Extracted data entries:
= = = =
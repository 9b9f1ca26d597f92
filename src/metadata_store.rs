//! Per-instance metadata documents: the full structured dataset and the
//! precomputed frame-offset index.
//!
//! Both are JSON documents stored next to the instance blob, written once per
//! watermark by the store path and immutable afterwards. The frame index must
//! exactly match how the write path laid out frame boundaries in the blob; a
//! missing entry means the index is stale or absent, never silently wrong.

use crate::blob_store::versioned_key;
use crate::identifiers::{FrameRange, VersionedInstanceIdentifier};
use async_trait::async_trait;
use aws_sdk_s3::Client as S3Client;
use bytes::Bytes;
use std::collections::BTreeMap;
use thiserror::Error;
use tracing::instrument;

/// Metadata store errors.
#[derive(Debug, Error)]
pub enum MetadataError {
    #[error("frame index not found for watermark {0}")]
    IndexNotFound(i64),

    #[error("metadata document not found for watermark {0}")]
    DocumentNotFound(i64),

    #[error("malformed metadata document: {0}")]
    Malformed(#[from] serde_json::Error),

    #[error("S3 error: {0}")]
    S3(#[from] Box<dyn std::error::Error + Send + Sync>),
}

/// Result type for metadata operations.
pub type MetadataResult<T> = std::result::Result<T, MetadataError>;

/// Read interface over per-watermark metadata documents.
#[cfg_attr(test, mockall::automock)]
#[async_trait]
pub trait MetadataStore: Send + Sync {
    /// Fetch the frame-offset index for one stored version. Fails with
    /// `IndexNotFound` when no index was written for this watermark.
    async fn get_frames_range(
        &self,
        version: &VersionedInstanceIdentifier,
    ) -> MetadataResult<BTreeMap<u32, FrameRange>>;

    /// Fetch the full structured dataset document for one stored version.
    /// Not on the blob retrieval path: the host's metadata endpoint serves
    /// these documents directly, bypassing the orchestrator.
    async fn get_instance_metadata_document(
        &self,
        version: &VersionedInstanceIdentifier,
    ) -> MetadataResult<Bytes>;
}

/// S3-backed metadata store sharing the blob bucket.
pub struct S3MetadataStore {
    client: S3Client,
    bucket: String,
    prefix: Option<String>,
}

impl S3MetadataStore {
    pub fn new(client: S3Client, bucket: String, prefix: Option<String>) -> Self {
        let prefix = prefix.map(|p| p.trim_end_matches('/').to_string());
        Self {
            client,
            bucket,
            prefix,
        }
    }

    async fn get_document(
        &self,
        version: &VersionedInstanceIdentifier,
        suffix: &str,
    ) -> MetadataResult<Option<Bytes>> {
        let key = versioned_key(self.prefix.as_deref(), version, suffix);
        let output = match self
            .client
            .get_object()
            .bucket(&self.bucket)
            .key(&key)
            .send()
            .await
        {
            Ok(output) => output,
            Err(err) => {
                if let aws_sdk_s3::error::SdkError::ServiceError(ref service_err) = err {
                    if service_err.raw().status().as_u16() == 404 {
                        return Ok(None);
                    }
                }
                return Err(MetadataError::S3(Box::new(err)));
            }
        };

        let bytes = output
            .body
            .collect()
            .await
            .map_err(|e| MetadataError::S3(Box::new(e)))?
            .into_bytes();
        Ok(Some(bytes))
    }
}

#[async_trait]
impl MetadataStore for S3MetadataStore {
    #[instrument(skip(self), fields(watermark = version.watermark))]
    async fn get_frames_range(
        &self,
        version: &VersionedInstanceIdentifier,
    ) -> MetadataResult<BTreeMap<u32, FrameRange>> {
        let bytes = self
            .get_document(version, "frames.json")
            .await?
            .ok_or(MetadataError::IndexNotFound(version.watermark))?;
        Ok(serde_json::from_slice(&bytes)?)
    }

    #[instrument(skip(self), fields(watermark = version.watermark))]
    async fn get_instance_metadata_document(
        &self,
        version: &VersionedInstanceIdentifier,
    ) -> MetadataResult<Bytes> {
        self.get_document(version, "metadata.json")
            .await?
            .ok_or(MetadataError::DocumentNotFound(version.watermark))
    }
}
= = = =
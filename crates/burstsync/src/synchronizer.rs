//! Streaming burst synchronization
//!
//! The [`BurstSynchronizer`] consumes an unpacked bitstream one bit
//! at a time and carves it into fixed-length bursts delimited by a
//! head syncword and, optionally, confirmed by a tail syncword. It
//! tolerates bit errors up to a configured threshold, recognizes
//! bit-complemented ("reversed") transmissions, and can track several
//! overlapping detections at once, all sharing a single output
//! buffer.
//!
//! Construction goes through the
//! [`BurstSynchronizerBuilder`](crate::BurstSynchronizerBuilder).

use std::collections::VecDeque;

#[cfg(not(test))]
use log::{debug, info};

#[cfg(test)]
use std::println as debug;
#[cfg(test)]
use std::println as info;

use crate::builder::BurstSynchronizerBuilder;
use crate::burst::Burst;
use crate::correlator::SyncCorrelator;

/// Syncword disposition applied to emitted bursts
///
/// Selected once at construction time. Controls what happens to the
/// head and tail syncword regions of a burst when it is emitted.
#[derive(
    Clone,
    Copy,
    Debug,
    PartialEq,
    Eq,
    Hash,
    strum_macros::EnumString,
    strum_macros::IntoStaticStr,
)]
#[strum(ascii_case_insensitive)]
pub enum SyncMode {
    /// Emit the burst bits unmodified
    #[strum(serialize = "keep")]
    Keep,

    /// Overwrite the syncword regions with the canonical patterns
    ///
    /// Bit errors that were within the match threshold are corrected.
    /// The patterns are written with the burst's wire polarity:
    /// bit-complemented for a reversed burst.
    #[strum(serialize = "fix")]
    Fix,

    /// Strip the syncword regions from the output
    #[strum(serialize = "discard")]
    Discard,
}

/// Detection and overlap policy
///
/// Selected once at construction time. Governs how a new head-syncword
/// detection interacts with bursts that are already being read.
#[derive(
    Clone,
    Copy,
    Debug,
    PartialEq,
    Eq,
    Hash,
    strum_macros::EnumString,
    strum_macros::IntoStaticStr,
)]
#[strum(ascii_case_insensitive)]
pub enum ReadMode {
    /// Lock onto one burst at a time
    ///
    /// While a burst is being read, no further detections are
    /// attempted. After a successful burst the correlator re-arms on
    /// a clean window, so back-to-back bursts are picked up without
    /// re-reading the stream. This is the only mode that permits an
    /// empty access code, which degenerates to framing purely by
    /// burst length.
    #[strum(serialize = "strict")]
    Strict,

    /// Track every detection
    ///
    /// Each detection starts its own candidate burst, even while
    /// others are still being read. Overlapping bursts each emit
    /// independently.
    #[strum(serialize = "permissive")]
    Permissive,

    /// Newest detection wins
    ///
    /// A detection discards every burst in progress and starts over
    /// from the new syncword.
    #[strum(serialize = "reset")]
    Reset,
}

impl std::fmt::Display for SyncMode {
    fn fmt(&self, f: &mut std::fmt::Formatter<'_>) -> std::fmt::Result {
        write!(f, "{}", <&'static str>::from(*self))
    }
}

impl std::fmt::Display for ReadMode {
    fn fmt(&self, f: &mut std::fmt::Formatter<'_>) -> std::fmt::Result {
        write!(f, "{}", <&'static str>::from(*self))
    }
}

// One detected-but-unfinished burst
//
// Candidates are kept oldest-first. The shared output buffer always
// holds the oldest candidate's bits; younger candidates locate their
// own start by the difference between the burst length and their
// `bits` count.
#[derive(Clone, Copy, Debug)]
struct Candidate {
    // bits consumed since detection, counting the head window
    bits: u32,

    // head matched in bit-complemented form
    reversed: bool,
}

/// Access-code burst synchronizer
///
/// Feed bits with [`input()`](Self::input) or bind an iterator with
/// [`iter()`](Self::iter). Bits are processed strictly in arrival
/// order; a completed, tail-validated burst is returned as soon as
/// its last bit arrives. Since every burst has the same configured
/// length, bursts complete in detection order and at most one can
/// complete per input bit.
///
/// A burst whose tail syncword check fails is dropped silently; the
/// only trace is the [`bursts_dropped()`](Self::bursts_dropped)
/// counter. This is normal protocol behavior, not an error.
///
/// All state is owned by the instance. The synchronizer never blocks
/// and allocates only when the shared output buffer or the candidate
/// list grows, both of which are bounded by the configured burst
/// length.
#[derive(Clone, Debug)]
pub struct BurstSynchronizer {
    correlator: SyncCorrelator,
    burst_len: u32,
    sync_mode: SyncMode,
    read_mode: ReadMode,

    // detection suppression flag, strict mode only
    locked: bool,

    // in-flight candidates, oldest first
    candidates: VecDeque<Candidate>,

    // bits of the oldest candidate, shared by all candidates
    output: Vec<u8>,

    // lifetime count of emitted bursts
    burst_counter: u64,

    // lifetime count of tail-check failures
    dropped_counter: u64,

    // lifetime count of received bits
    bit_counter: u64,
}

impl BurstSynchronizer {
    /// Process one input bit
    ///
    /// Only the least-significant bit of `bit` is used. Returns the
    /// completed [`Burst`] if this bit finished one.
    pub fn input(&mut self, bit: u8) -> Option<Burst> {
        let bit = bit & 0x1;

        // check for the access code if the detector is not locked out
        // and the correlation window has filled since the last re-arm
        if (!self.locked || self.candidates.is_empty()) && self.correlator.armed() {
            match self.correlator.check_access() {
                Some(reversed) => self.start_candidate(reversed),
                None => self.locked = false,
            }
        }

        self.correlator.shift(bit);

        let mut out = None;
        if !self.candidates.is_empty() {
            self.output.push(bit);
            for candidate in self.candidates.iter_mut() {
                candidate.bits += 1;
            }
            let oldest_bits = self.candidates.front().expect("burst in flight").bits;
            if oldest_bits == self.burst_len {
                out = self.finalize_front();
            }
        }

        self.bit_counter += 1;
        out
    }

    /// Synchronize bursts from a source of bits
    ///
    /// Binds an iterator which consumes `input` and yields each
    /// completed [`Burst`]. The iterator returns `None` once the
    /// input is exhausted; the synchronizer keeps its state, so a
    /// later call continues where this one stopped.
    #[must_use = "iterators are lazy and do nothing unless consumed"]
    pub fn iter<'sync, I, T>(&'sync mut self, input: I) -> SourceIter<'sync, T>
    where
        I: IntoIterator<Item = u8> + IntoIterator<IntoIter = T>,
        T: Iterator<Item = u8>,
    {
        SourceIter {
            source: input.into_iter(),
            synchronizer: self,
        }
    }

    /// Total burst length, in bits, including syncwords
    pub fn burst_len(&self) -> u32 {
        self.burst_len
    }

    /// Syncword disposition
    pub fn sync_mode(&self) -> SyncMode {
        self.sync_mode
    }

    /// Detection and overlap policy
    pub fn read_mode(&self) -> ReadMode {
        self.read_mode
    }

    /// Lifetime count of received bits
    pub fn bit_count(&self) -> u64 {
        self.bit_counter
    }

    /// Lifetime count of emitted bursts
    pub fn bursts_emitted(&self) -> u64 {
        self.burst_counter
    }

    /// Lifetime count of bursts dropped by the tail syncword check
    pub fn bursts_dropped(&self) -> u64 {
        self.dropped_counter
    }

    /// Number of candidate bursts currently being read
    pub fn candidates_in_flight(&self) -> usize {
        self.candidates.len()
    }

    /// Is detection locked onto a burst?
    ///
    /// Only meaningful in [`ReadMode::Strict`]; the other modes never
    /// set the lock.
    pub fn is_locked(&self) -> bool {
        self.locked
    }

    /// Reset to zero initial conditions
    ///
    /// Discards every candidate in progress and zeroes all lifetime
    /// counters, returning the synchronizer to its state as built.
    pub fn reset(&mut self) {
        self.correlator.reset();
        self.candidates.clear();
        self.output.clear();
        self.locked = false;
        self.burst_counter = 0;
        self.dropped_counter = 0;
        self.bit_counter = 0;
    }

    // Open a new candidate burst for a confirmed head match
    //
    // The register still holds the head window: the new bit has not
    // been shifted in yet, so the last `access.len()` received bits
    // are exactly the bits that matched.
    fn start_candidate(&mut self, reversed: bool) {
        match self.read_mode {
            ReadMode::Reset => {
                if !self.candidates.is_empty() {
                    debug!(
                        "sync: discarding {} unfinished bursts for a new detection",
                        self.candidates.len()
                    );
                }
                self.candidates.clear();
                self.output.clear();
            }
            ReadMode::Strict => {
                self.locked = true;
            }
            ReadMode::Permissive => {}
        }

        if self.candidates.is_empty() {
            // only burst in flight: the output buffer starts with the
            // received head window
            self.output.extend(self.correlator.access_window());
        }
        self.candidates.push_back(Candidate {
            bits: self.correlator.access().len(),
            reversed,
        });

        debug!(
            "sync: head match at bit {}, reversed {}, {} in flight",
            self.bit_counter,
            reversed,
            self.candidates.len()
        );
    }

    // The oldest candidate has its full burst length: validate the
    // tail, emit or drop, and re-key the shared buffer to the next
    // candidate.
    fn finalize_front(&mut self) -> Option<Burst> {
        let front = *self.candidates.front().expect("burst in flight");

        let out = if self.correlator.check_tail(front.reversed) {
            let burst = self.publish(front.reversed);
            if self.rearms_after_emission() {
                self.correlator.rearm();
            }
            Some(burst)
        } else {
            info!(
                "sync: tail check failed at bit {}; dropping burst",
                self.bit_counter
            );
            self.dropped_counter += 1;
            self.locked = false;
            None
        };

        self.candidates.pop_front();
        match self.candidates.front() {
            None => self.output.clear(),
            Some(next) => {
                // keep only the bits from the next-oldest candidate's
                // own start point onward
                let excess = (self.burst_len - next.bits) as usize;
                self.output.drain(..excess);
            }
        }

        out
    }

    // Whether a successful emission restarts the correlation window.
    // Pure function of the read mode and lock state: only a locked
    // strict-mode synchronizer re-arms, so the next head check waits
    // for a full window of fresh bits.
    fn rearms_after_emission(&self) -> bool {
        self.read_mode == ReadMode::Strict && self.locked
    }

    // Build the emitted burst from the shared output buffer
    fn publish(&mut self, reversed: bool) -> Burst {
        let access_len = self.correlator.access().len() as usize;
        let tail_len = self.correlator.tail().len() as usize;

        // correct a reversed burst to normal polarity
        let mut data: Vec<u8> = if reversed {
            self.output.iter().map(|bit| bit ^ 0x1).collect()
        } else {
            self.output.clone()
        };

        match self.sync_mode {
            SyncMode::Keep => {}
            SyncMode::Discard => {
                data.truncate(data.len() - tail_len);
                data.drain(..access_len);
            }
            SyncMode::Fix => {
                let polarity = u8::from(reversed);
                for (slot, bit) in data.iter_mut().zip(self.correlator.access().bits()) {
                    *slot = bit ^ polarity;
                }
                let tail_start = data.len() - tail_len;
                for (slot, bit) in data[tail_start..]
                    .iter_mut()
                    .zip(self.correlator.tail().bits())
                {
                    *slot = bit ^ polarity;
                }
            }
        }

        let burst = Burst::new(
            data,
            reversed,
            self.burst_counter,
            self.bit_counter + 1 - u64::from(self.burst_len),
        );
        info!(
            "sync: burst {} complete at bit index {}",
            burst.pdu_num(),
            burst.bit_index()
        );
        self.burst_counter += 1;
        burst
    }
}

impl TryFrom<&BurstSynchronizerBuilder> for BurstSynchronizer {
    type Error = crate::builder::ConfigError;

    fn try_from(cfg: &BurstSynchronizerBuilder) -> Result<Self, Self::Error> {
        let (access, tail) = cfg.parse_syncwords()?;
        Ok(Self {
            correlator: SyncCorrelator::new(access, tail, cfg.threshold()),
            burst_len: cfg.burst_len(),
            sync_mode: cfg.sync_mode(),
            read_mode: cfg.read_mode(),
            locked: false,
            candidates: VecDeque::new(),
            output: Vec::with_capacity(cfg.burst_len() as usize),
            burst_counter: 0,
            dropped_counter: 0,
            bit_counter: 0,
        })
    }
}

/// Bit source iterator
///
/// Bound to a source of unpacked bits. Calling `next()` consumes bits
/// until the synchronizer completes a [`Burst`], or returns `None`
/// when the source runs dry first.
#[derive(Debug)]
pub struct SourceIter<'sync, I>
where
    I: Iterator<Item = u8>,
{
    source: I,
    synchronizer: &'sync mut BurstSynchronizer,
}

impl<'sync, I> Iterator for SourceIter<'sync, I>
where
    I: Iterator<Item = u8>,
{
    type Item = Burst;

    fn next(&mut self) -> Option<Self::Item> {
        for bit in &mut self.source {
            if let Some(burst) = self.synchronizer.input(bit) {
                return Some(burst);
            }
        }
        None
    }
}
= = = =
Search the entries for the word "where" and copy every line that has it.

    /// later call continues where this one stopped.
    where
where
where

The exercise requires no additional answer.